--- Recorded information Enclosed Below ---
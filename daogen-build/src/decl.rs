//! Explicit declaration schema consumed by the scanner.
//!
//! Declarations come either from Rust sources (see [`crate::source`]) or from
//! TOML files shaped as a `[[types]]` array of [`TypeDecl`].

use serde::{Deserialize, Serialize};

use crate::model::GenerationType;

/// What a declared type was annotated as.
#[derive(Debug, Clone, Copy, PartialEq, Eq, Serialize, Deserialize)]
#[serde(rename_all = "snake_case")]
pub enum DeclKind {
    Entity,
    Embeddable,
    MappedSuperclass,
}

#[derive(Debug, Clone, PartialEq, Serialize, Deserialize)]
pub struct TypeDecl {
    pub name: String,
    /// Module the type lives in, e.g. `crate::model`.
    pub module: String,
    pub kind: DeclKind,
    #[serde(default)]
    pub table: Option<String>,
    #[serde(default)]
    pub schema: Option<String>,
    #[serde(default)]
    pub catalog: Option<String>,
    #[serde(default)]
    pub extends: Option<String>,
    #[serde(default)]
    pub fields: Vec<FieldDecl>,
    #[serde(default)]
    pub methods: Vec<MethodDecl>,
}

impl TypeDecl {
    pub fn qualified_name(&self) -> String {
        format!("{}::{}", self.module, self.name)
    }
}

#[derive(Debug, Clone, PartialEq, Serialize, Deserialize)]
pub struct FieldDecl {
    pub name: String,
    #[serde(rename = "type")]
    pub ty: String,
    /// Whether generated code in another module of the crate may access the field.
    #[serde(default)]
    pub visible: bool,
    #[serde(default)]
    pub id: bool,
    #[serde(default)]
    pub embedded_id: bool,
    #[serde(default)]
    pub generated: Option<GeneratedDecl>,
    #[serde(default)]
    pub relation: Option<RelationDecl>,
    #[serde(default)]
    pub column: Option<ColumnDecl>,
    #[serde(default)]
    pub join_column: Option<JoinColumnDecl>,
    #[serde(default)]
    pub attribute_overrides: Vec<AttributeOverrideDecl>,
}

impl FieldDecl {
    pub fn new(name: impl Into<String>, ty: impl Into<String>) -> Self {
        Self {
            name: name.into(),
            ty: ty.into(),
            visible: false,
            id: false,
            embedded_id: false,
            generated: None,
            relation: None,
            column: None,
            join_column: None,
            attribute_overrides: Vec::new(),
        }
    }

    /// Whether any structural marker makes this field a persistent property.
    pub fn is_persistent(&self) -> bool {
        self.id || self.embedded_id || self.column.is_some() || self.relation.is_some()
    }
}

#[derive(Debug, Clone, PartialEq, Serialize, Deserialize)]
pub struct GeneratedDecl {
    #[serde(default = "default_strategy")]
    pub strategy: GenerationType,
    #[serde(default)]
    pub generator: Option<String>,
}

fn default_strategy() -> GenerationType {
    GenerationType::Auto
}

impl Default for GeneratedDecl {
    fn default() -> Self {
        Self {
            strategy: default_strategy(),
            generator: None,
        }
    }
}

#[derive(Debug, Clone, Copy, PartialEq, Eq, Serialize, Deserialize)]
#[serde(rename_all = "snake_case")]
pub enum RelationDecl {
    ManyToOne,
    OneToMany,
    ManyToMany,
}

/// Column options; `None` keeps the default for the property's role.
#[derive(Debug, Clone, Default, PartialEq, Serialize, Deserialize)]
pub struct ColumnDecl {
    #[serde(default)]
    pub name: Option<String>,
    #[serde(default)]
    pub length: Option<u32>,
    #[serde(default)]
    pub nullable: Option<bool>,
    #[serde(default)]
    pub unique: Option<bool>,
    #[serde(default)]
    pub insertable: Option<bool>,
    #[serde(default)]
    pub updatable: Option<bool>,
    #[serde(default)]
    pub definition: Option<String>,
    #[serde(default)]
    pub table: Option<String>,
    #[serde(default)]
    pub precision: Option<u32>,
    #[serde(default)]
    pub scale: Option<u32>,
}

#[derive(Debug, Clone, Default, PartialEq, Serialize, Deserialize)]
pub struct JoinColumnDecl {
    #[serde(default)]
    pub name: Option<String>,
    #[serde(default)]
    pub nullable: Option<bool>,
    #[serde(default)]
    pub unique: Option<bool>,
    #[serde(default)]
    pub insertable: Option<bool>,
    #[serde(default)]
    pub updatable: Option<bool>,
    #[serde(default)]
    pub definition: Option<String>,
    #[serde(default)]
    pub table: Option<String>,
    #[serde(default)]
    pub referenced_column: Option<String>,
}

#[derive(Debug, Clone, PartialEq, Serialize, Deserialize)]
pub struct AttributeOverrideDecl {
    pub name: String,
    #[serde(default)]
    pub column: ColumnDecl,
}

#[derive(Debug, Clone, Copy, Default, PartialEq, Eq, Serialize, Deserialize)]
#[serde(rename_all = "snake_case")]
pub enum ReturnKind {
    #[default]
    Unit,
    Bool,
    Value,
}

/// A callable accessor candidate: a method with a `self` receiver.
#[derive(Debug, Clone, PartialEq, Serialize, Deserialize)]
pub struct MethodDecl {
    pub name: String,
    /// Parameter count, receiver excluded.
    #[serde(default)]
    pub params: usize,
    #[serde(default)]
    pub returns: ReturnKind,
}

impl MethodDecl {
    pub fn new(name: impl Into<String>, params: usize, returns: ReturnKind) -> Self {
        Self {
            name: name.into(),
            params,
            returns,
        }
    }
}

/// Top-level layout of a TOML declaration file.
#[derive(Debug, Clone, Default, PartialEq, Serialize, Deserialize)]
pub struct SchemaFile {
    #[serde(default)]
    pub types: Vec<TypeDecl>,
}

#[cfg(test)]
mod tests {
    use super::*;

    #[test]
    fn parses_toml_declarations() {
        let schema: SchemaFile = toml::from_str(
            r#"
            [[types]]
            name = "Supplier"
            module = "crate::model"
            kind = "entity"
            table = "suppliers"

            [[types.fields]]
            name = "id"
            type = "Option<i32>"
            id = true
            generated = { strategy = "identity" }
            column = { name = "idSuppliers" }

            [[types.fields]]
            name = "phone"
            type = "Option<String>"
            visible = true
            column = { length = 50 }

            [[types.methods]]
            name = "get_id"
            returns = "value"
            "#,
        )
        .unwrap();

        let supplier = &schema.types[0];
        assert_eq!(supplier.qualified_name(), "crate::model::Supplier");
        assert_eq!(supplier.kind, DeclKind::Entity);
        assert_eq!(supplier.fields.len(), 2);
        assert_eq!(
            supplier.fields[0].generated.as_ref().map(|g| g.strategy),
            Some(GenerationType::Identity)
        );
        assert_eq!(supplier.fields[1].column.as_ref().and_then(|c| c.length), Some(50));
        assert!(supplier.fields[1].is_persistent());
        assert_eq!(supplier.methods[0], MethodDecl::new("get_id", 0, ReturnKind::Value));
    }

    #[test]
    fn unmarked_fields_are_transient() {
        assert!(!FieldDecl::new("cache", "Vec<u8>").is_persistent());
    }
}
--- End of Enclosed Recorded information ---
> **Task details**: Among the lines above, count those containing the word "enum" and write only the number.

> **The answer**: 3